▸ **Work order**
Repeat, exactly as written, the lines of the records below from the first through the line with "as-is without encoding.", but none past it.

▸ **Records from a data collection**

----

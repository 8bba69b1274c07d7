use indexmap::IndexMap;
use once_cell::sync::Lazy;
use regex::Regex;
use thiserror::Error;

/// A path template with `{placeholder}` tokens, such as `input/{name}` or `items/{id}/detail`.
///
/// Each placeholder matches exactly one non-empty path segment. Substitution is purely
/// textual: values are inserted as-is without encoding.
#[derive(Debug, Clone)]
pub struct PathTemplate {
    raw: String,
    tokens: Vec<Token>,
    placeholders: Vec<String>,
    matcher: Regex,
    ignore_case: bool,
}

#[derive(Debug, Clone, PartialEq, Eq)]
enum Token {
    Literal(String),
    Placeholder(String),
}

/// Malformed template text.
#[derive(Debug, Clone, Error, PartialEq, Eq)]
pub enum TemplateError {
    #[error("unterminated placeholder in '{template}'")]
    Unterminated { template: String },

    #[error("unexpected '}}' in '{template}'")]
    UnexpectedClose { template: String },

    #[error("empty placeholder in '{template}'")]
    EmptyPlaceholder { template: String },

    #[error("invalid placeholder '{name}' in '{template}'")]
    InvalidPlaceholder { template: String, name: String },

    #[error("placeholder '{name}' appears twice in '{template}'")]
    DuplicatePlaceholder { template: String, name: String },
}

/// A placeholder with no value to substitute.
#[derive(Debug, Clone, Error, PartialEq, Eq)]
#[error("placeholder '{{{placeholder}}}' in '{template}' has no matching route parameter")]
pub struct UnresolvedPlaceholderError {
    pub template: String,
    pub placeholder: String,
}

impl PathTemplate {
    /// Parse a case-sensitive template (blob paths).
    pub fn parse(template: &str) -> Result<Self, TemplateError> {
        Self::compile(template, false)
    }

    /// Parse a template whose literal parts match without regard to case (HTTP routes).
    pub fn parse_ignore_case(template: &str) -> Result<Self, TemplateError> {
        Self::compile(template, true)
    }

    fn compile(template: &str, ignore_case: bool) -> Result<Self, TemplateError> {
        let tokens = tokenize(template)?;
        let mut placeholders: Vec<String> = Vec::new();
        let mut pattern = String::from(if ignore_case { "(?i)^" } else { "^" });
        for token in &tokens {
            match token {
                Token::Literal(text) => pattern.push_str(&regex::escape(text)),
                Token::Placeholder(name) => {
                    if placeholders.contains(name) {
                        return Err(TemplateError::DuplicatePlaceholder {
                            template: template.to_string(),
                            name: name.clone(),
                        });
                    }
                    placeholders.push(name.clone());
                    pattern.push_str("([^/]+)");
                }
            }
        }
        pattern.push('$');

        // Escaped literals and fixed groups always form a valid expression.
        let matcher = Regex::new(&pattern).map_err(|_| TemplateError::Unterminated {
            template: template.to_string(),
        })?;

        Ok(Self {
            raw: template.to_string(),
            tokens,
            placeholders,
            matcher,
            ignore_case,
        })
    }

    pub fn as_str(&self) -> &str {
        &self.raw
    }

    /// Placeholder names in order of appearance.
    pub fn placeholders(&self) -> &[String] {
        &self.placeholders
    }

    pub fn has_placeholders(&self) -> bool {
        !self.placeholders.is_empty()
    }

    /// Match a concrete path, returning captured placeholder values.
    pub fn matches(&self, path: &str) -> Option<IndexMap<String, String>> {
        let captures = self.matcher.captures(path)?;
        let mut values = IndexMap::with_capacity(self.placeholders.len());
        for (index, name) in self.placeholders.iter().enumerate() {
            let value = captures.get(index + 1)?;
            values.insert(name.clone(), value.as_str().to_string());
        }
        Some(values)
    }

    /// Substitute every placeholder with its parameter value.
    pub fn resolve(&self, params: &IndexMap<String, String>) -> Result<String, UnresolvedPlaceholderError> {
        let mut resolved = String::with_capacity(self.raw.len());
        for token in &self.tokens {
            match token {
                Token::Literal(text) => resolved.push_str(text),
                Token::Placeholder(name) => {
                    let value = params.get(name).ok_or_else(|| UnresolvedPlaceholderError {
                        template: self.raw.clone(),
                        placeholder: name.clone(),
                    })?;
                    resolved.push_str(value);
                }
            }
        }
        Ok(resolved)
    }

    /// Template text with placeholder names erased, used to detect overlapping routes.
    pub fn shape(&self) -> String {
        let mut shape = String::new();
        for token in &self.tokens {
            match token {
                Token::Literal(text) if self.ignore_case => shape.push_str(&text.to_lowercase()),
                Token::Literal(text) => shape.push_str(text),
                Token::Placeholder(_) => shape.push_str("{}"),
            }
        }
        shape
    }
}

impl PartialEq for PathTemplate {
    fn eq(&self, other: &Self) -> bool {
        self.raw == other.raw && self.ignore_case == other.ignore_case
    }
}

impl Eq for PathTemplate {}

fn tokenize(template: &str) -> Result<Vec<Token>, TemplateError> {
    let mut tokens = Vec::new();
    let mut literal = String::new();
    let mut chars = template.chars();

    while let Some(character) = chars.next() {
        match character {
            '{' => {
                let mut name = String::new();
                let mut closed = false;
                for next_character in chars.by_ref() {
                    if next_character == '}' {
                        closed = true;
                        break;
                    }
                    name.push(next_character);
                }
                if !closed {
                    return Err(TemplateError::Unterminated {
                        template: template.to_string(),
                    });
                }
                let name = name.trim().to_string();
                if name.is_empty() {
                    return Err(TemplateError::EmptyPlaceholder {
                        template: template.to_string(),
                    });
                }
                if !name.chars().all(|c| c.is_ascii_alphanumeric() || c == '_' || c == '-') {
                    return Err(TemplateError::InvalidPlaceholder {
                        template: template.to_string(),
                        name,
                    });
                }
                if !literal.is_empty() {
                    tokens.push(Token::Literal(std::mem::take(&mut literal)));
                }
                tokens.push(Token::Placeholder(name));
            }
            '}' => {
                return Err(TemplateError::UnexpectedClose {
                    template: template.to_string(),
                });
            }
            other => literal.push(other),
        }
    }

    if !literal.is_empty() {
        tokens.push(Token::Literal(literal));
    }
    Ok(tokens)
}

static PLACEHOLDER_REGEX: Lazy<Regex> = Lazy::new(|| Regex::new(r"\{([^{}]+)\}").expect("placeholder regex should compile"));

/// Extracts placeholder names from arbitrary text without validating it as a template.
pub fn placeholder_names(text: &str) -> Vec<String> {
    PLACEHOLDER_REGEX
        .captures_iter(text)
        .map(|captures| captures[1].trim().to_string())
        .collect()
}

#[cfg(test)]
mod tests {
    use super::*;

    fn params(pairs: &[(&str, &str)]) -> IndexMap<String, String> {
        pairs.iter().map(|(k, v)| (k.to_string(), v.to_string())).collect()
    }

    #[test]
    fn resolve_substitutes_route_parameters() {
        let template = PathTemplate::parse("output/{name}").unwrap();
        let path = template.resolve(&params(&[("name", "report.txt")])).unwrap();
        assert_eq!(path, "output/report.txt");
    }

    #[test]
    fn resolve_is_purely_textual() {
        let template = PathTemplate::parse("archive/{name}.bak").unwrap();
        let path = template.resolve(&params(&[("name", "a b%20c")])).unwrap();
        assert_eq!(path, "archive/a b%20c.bak");
    }

    #[test]
    fn resolve_reports_missing_parameter() {
        let template = PathTemplate::parse("output/{name}/{version}").unwrap();
        let error = template.resolve(&params(&[("name", "x")])).unwrap_err();
        assert_eq!(error.placeholder, "version");
        assert_eq!(error.template, "output/{name}/{version}");
    }

    #[test]
    fn resolve_is_idempotent() {
        let template = PathTemplate::parse("output/{name}").unwrap();
        let values = params(&[("name", "report.txt")]);
        assert_eq!(template.resolve(&values).unwrap(), template.resolve(&values).unwrap());
    }

    #[test]
    fn matches_captures_single_segments() {
        let template = PathTemplate::parse("input/{name}").unwrap();
        let captured = template.matches("input/report.txt").unwrap();
        assert_eq!(captured.get("name").map(String::as_str), Some("report.txt"));

        assert!(template.matches("input/nested/report.txt").is_none());
        assert!(template.matches("input/").is_none());
        assert!(template.matches("output/report.txt").is_none());
    }

    #[test]
    fn matches_escapes_literal_regex_characters() {
        let template = PathTemplate::parse("logs/{day}.log").unwrap();
        assert!(template.matches("logs/monday.log").is_some());
        assert!(template.matches("logs/mondayXlog").is_none());
    }

    #[test]
    fn ignore_case_applies_to_literals_only() {
        let template = PathTemplate::parse_ignore_case("Items/{id}").unwrap();
        let captured = template.matches("items/AbC").unwrap();
        assert_eq!(captured.get("id").map(String::as_str), Some("AbC"));
        assert!(PathTemplate::parse("Items/{id}").unwrap().matches("items/AbC").is_none());
    }

    #[test]
    fn rejects_malformed_templates() {
        assert!(matches!(PathTemplate::parse("input/{name"), Err(TemplateError::Unterminated { .. })));
        assert!(matches!(PathTemplate::parse("input/name}"), Err(TemplateError::UnexpectedClose { .. })));
        assert!(matches!(PathTemplate::parse("input/{}"), Err(TemplateError::EmptyPlaceholder { .. })));
        assert!(matches!(PathTemplate::parse("input/{a/b}"), Err(TemplateError::InvalidPlaceholder { .. })));
        assert!(matches!(
            PathTemplate::parse("{name}/{name}"),
            Err(TemplateError::DuplicatePlaceholder { .. })
        ));
    }

    #[test]
    fn shape_erases_placeholder_names() {
        let first = PathTemplate::parse_ignore_case("Items/{id}").unwrap();
        let second = PathTemplate::parse_ignore_case("items/{key}").unwrap();
        assert_eq!(first.shape(), second.shape());
    }

    #[test]
    fn placeholder_names_scans_free_text() {
        assert_eq!(placeholder_names("a/{x}/b/{ y }"), vec!["x".to_string(), "y".to_string()]);
        assert!(placeholder_names("plain/path").is_empty());
    }
}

----

▸ **Written solution**
repository 8bba69b1274c07d7
use indexmap::IndexMap;
use once_cell::sync::Lazy;
use regex::Regex;
use thiserror::Error;

/// A path template with `{placeholder}` tokens, such as `input/{name}` or `items/{id}/detail`.
///
/// Each placeholder matches exactly one non-empty path segment. Substitution is purely
/// textual: values are inserted as-is without encoding.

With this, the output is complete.